The Democrats propose a 2050 deadline for net-zero emissions and a 2035 deadline for manufacturers to produce only electric vehicles. The most impressive thing about the plan, though, is that it exists at all. As pointed out by Earther’s Dharna Noor, it’s been barely a year since Nancy Pelosi dismissed her progressive colleagues’ Green New Deal as “the green dream or whatever they call it.” But the party’s new plan clearly draws on some of the GND proposals and, in general, reflects the influence that climate activists and increasingly climate-concerned Democratic voters have exerted on the more sluggish elements of the party establishment in recent years.
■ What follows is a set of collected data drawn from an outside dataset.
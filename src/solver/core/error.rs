use super::SettingsError;
use crate::algebra::DenseFactorizationError;
use crate::operators::OperatorError;
use thiserror::Error;

/// Error type returned on solver construction when the problem
/// dimensions are inconsistent.
#[derive(Error, Debug, Clone, PartialEq, Eq)]
pub enum ConfigError {
    #[error("Operator has dimension {op} but the B product has dimension {mult}")]
    /// The two operators do not act on the same space
    DimensionMismatch { op: usize, mult: usize },
    #[error("nev must satisfy 1 <= nev <= n - 1 (nev = {nev}, n = {n})")]
    /// Requested number of eigenvalues is out of range
    BadNev { nev: usize, n: usize },
    #[error("ncv must satisfy nev < ncv <= n (nev = {nev}, ncv = {ncv}, n = {n})")]
    /// Krylov subspace dimension is out of range
    BadNcv { nev: usize, ncv: usize, n: usize },
    #[error("Initial vector has length {found}, expected {expected}")]
    /// A user supplied initial vector has the wrong length
    InitialVectorLength { expected: usize, found: usize },
}

/// Error type returned by the eigensolvers.
#[derive(Error, Debug, Clone, PartialEq, Eq)]
pub enum EigsError {
    #[error("Bad configuration: {0}")]
    Configuration(#[from] ConfigError),
    #[error("Bad settings: {0}")]
    Settings(#[from] SettingsError),
    #[error("{0}")]
    Operator(#[from] OperatorError),
    #[error("Solver must be initialized before compute")]
    NotInitialized,
    #[error("Solver has already computed its eigenpairs")]
    AlreadyComputed,
    #[error("Initial vector has zero B-norm")]
    BadInitialVector,
    #[error("Failed to expand the Krylov basis past an invariant subspace")]
    BasisExpansion,
    #[error("Eigendecomposition of the Lanczos matrix failed: {0}")]
    TridiagonalEigen(#[from] DenseFactorizationError),
}
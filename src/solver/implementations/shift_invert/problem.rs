#![allow(non_snake_case)]

use super::SymGEigsShiftSolver;
use crate::algebra::*;
use crate::operators::*;
use crate::solver::core::*;

#[cfg(feature = "serde")]
use serde::{de::DeserializeOwned, Deserialize, Serialize};

/// A sparse symmetric generalized eigenproblem `A·x = λ·B·x`, together
/// with everything needed to solve it by shift-and-invert.
///
/// `A` and `B` hold the upper triangle of symmetric matrices in CSC
/// format, with `B` positive definite.  The factorization of `A - σB`
/// is chosen by [`EigsSettings::shift_solve_method`].
#[derive(Debug, Clone)]
#[cfg_attr(feature = "serde", derive(Serialize, Deserialize))]
#[cfg_attr(feature = "serde", serde(bound = "T: Serialize + DeserializeOwned"))]
pub struct SparseGEigsProblem<T: FloatT = f64> {
    pub A: CscMatrix<T>,
    pub B: CscMatrix<T>,
    pub sigma: T,
    pub nev: usize,
    pub ncv: usize,
    pub rule: SortRule<T>,
    pub settings: EigsSettings<T>,
}

/// Owned results of [`SparseGEigsProblem::solve`]
#[derive(Debug, Clone)]
pub struct GEigsSolution<T> {
    /// converged eigenvalues, sorted by the problem's rule
    pub eigenvalues: Vec<T>,
    /// matching B-orthonormal eigenvectors, one per column
    pub eigenvectors: Matrix<T>,
    pub status: EigsStatus,
    pub nconv: usize,
    pub iterations: u32,
    pub operations: usize,
    pub solve_time: f64,
    /// number of eigenvalues of the pencil below the shift, when
    /// the factorization reports its inertia
    pub num_below_shift: Option<usize>,
}

impl<T> SparseGEigsProblem<T>
where
    T: FloatT,
{
    /// Problem for the `nev` eigenvalues closest to `sigma`.
    ///
    /// The Krylov subspace dimension defaults to
    /// `min(max(2·nev + 1, 20), n)`.
    pub fn new(
        A: CscMatrix<T>,
        B: CscMatrix<T>,
        sigma: T,
        nev: usize,
        settings: EigsSettings<T>,
    ) -> Result<Self, EigsError> {
        let ncv = usize::min(usize::max(2 * nev + 1, 20), A.n);
        let problem = Self {
            A,
            B,
            sigma,
            nev,
            ncv,
            rule: SortRule::ClosestTo(sigma),
            settings,
        };
        problem.check()?;
        Ok(problem)
    }

    /// Override the Krylov subspace dimension
    pub fn with_ncv(mut self, ncv: usize) -> Result<Self, EigsError> {
        self.ncv = ncv;
        self.check()?;
        Ok(self)
    }

    /// Override the sort rule
    pub fn with_rule(mut self, rule: SortRule<T>) -> Self {
        self.rule = rule;
        self
    }

    /// Factorization of `A - σB` requested by the settings
    pub fn method(&self) -> Result<ShiftFactorizationMethod, EigsError> {
        self.settings
            .shift_solve_method
            .parse()
            .map_err(|_| SettingsError::BadFieldValue("shift_solve_method").into())
    }

    pub(crate) fn check(&self) -> Result<(), EigsError> {
        self.settings.validate()?;
        self.A
            .check_symmetric_triu()
            .map_err(OperatorError::from)?;
        self.B
            .check_symmetric_triu()
            .map_err(OperatorError::from)?;
        check_dimensions(self.A.n, self.B.n, self.nev, self.ncv)?;
        Ok(())
    }

    /// Factor `A - σB`, iterate to convergence and collect the results.
    pub fn solve(&self) -> Result<GEigsSolution<T>, EigsError> {
        self.check()?;

        let mut solve = SymShiftInvert::new(&self.A, &self.B, self.method()?)?;
        let mult = SparseSymMatProd::new(&self.B)?;

        let mut solver = SymGEigsShiftSolver::new(
            &mut solve,
            &mult,
            self.nev,
            self.ncv,
            self.sigma,
            self.settings.clone(),
        )?;

        solver.init()?;
        let nconv = solver.compute(self.rule)?;

        let info = solver.info();
        let solution = GEigsSolution {
            eigenvalues: solver.eigenvalues(),
            eigenvectors: solver.eigenvectors(),
            status: info.status,
            nconv,
            iterations: info.iterations,
            operations: info.operations,
            solve_time: info.solve_time,
            num_below_shift: None,
        };
        drop(solver);

        Ok(GEigsSolution {
            num_below_shift: solve.num_eigenvalues_below_shift(),
            ..solution
        })
    }
}

#[cfg(test)]
mod test {
    use super::*;

    #[test]
    fn test_problem_checks() {
        let A = CscMatrix::from_diagonal(&[1., 2., 3., 4.]);
        let B = CscMatrix::<f64>::identity(4);

        // default ncv is capped at n
        let p = SparseGEigsProblem::new(A.clone(), B.clone(), 2.2, 2, EigsSettings::default())
            .unwrap();
        assert_eq!(p.ncv, 4);
        assert_eq!(p.rule, SortRule::ClosestTo(2.2));
        assert_eq!(p.method(), Ok(ShiftFactorizationMethod::Auto));

        assert!(p.clone().with_ncv(2).is_err());

        let B3 = CscMatrix::<f64>::identity(3);
        assert_eq!(
            SparseGEigsProblem::new(A.clone(), B3, 2.2, 2, EigsSettings::default()).err(),
            Some(EigsError::Configuration(ConfigError::DimensionMismatch {
                op: 4,
                mult: 3
            }))
        );

        // full storage is rejected
        let F = CscMatrix::new(2, 2, vec![0, 2, 4], vec![0, 1, 0, 1], vec![2., 1., 1., 2.]);
        assert_eq!(
            SparseGEigsProblem::new(F.clone(), F, 0.0, 1, EigsSettings::default()).err(),
            Some(EigsError::Operator(OperatorError::Format(
                SparseFormatError::NotUpperTriangular
            )))
        );
    }

    #[test]
    fn test_problem_solve() {
        let A = CscMatrix::from_diagonal(&[1., 2., 3., 4., 5., 6.]);
        let B = CscMatrix::from_diagonal(&[2., 2., 2., 2., 2., 2.]);

        // pencil eigenvalues are 0.5, 1.0, ..., 3.0
        let p = SparseGEigsProblem::new(A, B, 1.3, 2, EigsSettings::default())
            .unwrap()
            .with_ncv(5)
            .unwrap();
        let sol = p.solve().unwrap();

        assert_eq!(sol.status, EigsStatus::Converged);
        assert_eq!(sol.nconv, 2);
        assert!(sol.eigenvalues.norm_inf_diff(&[1.5, 1.0]) < 1e-8);
        assert_eq!(sol.eigenvectors.ncols(), 2);
        // 0.5 and 1.0 lie below the shift
        assert_eq!(sol.num_below_shift, Some(2));
    }
}
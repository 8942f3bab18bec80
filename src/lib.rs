//! __geigs__ is a Rust implementation of a shift-and-invert eigensolver
//! for the symmetric generalized eigenvalue problem
//!
//! $$
//! A x = \lambda B x
//! $$
//!
//! with $A$ symmetric and $B$ symmetric positive definite.
//!
//! Eigenvalues of the pencil $(A, B)$ closest to a shift $\sigma$ are
//! found by running a restarted Lanczos iteration, in the $B$-inner
//! product, on the operator
//!
//! $$
//! \text{OP} = (A - \sigma B)^{-1} B,
//! $$
//!
//! whose eigenvalues $\nu = 1/(\lambda - \sigma)$ are largest in magnitude
//! exactly where $\lambda$ is close to $\sigma$.  Converged values are
//! mapped back through $\lambda = 1/\nu + \sigma$ before being returned.
//!
//! ## Features
//!
//! * __Operator based__: the solver sees only a shifted linear solve and a
//! product with $B$, supplied through the traits in [`operators`].  Dense
//! LU and sparse $LDL^T$ implementations are provided.
//!
//! * __Sparse__: symmetric matrices are stored in compressed sparse column
//! format, upper triangle only.  The sparse factorization reports the
//! inertia of $A - \sigma B$, and hence the number of eigenvalues below the
//! shift.
//!
//! * __Deterministic__: the default start vector is drawn from a seeded
//! generator, so repeated solves give identical results.
//!
//! # Example
//!
//! ```
//! use geigs::algebra::*;
//! use geigs::solver::*;
//!
//! // pencil eigenvalues 0.5, 1.0, ..., 3.0
//! let A = CscMatrix::<f64>::from_diagonal(&[1., 2., 3., 4., 5., 6.]);
//! let B = CscMatrix::<f64>::from_diagonal(&[2.; 6]);
//!
//! let problem = SparseGEigsProblem::new(A, B, 1.3, 2, EigsSettings::default()).unwrap();
//! let solution = problem.solve().unwrap();
//!
//! assert_eq!(solution.status, EigsStatus::Converged);
//! assert!((solution.eigenvalues[0] - 1.5).abs() < 1e-8);
//! ```
//!
//! # License
//!
//! Licensed under Apache License, Version 2.0.

//Rust hates greek characters
#![allow(confusable_idents)]

const VERSION: &str = env!("CARGO_PKG_VERSION");

pub mod algebra;
pub mod io;
pub mod ldl;
pub mod operators;
pub mod solver;
pub(crate) mod timers;
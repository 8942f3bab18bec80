//! Generalized eigensolvers built on the core Lanczos engine.

pub mod shift_invert;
As Kate writes, “The document released Tuesday is more ambitious than anything that could have come out of Capitol Hill even a few years ago—thanks largely to pressure coming from inside and outside the halls of power.”
 
Insofar as Kate’s piece criticizes oversights in this new plan, it’s worth remembering that this sort of criticism seems to have been vital to getting Democrats to release such a plan to begin with. Read her piece for an overview of the plan’s high and low points.
 
If you’re craving a chaser—something a little quirkier going into the July Fourth weekend—try this New York Times piece about elk taking over abandoned coal mines in Kentucky or the paper’s gorgeous photo essay about the “dogs of the sea.”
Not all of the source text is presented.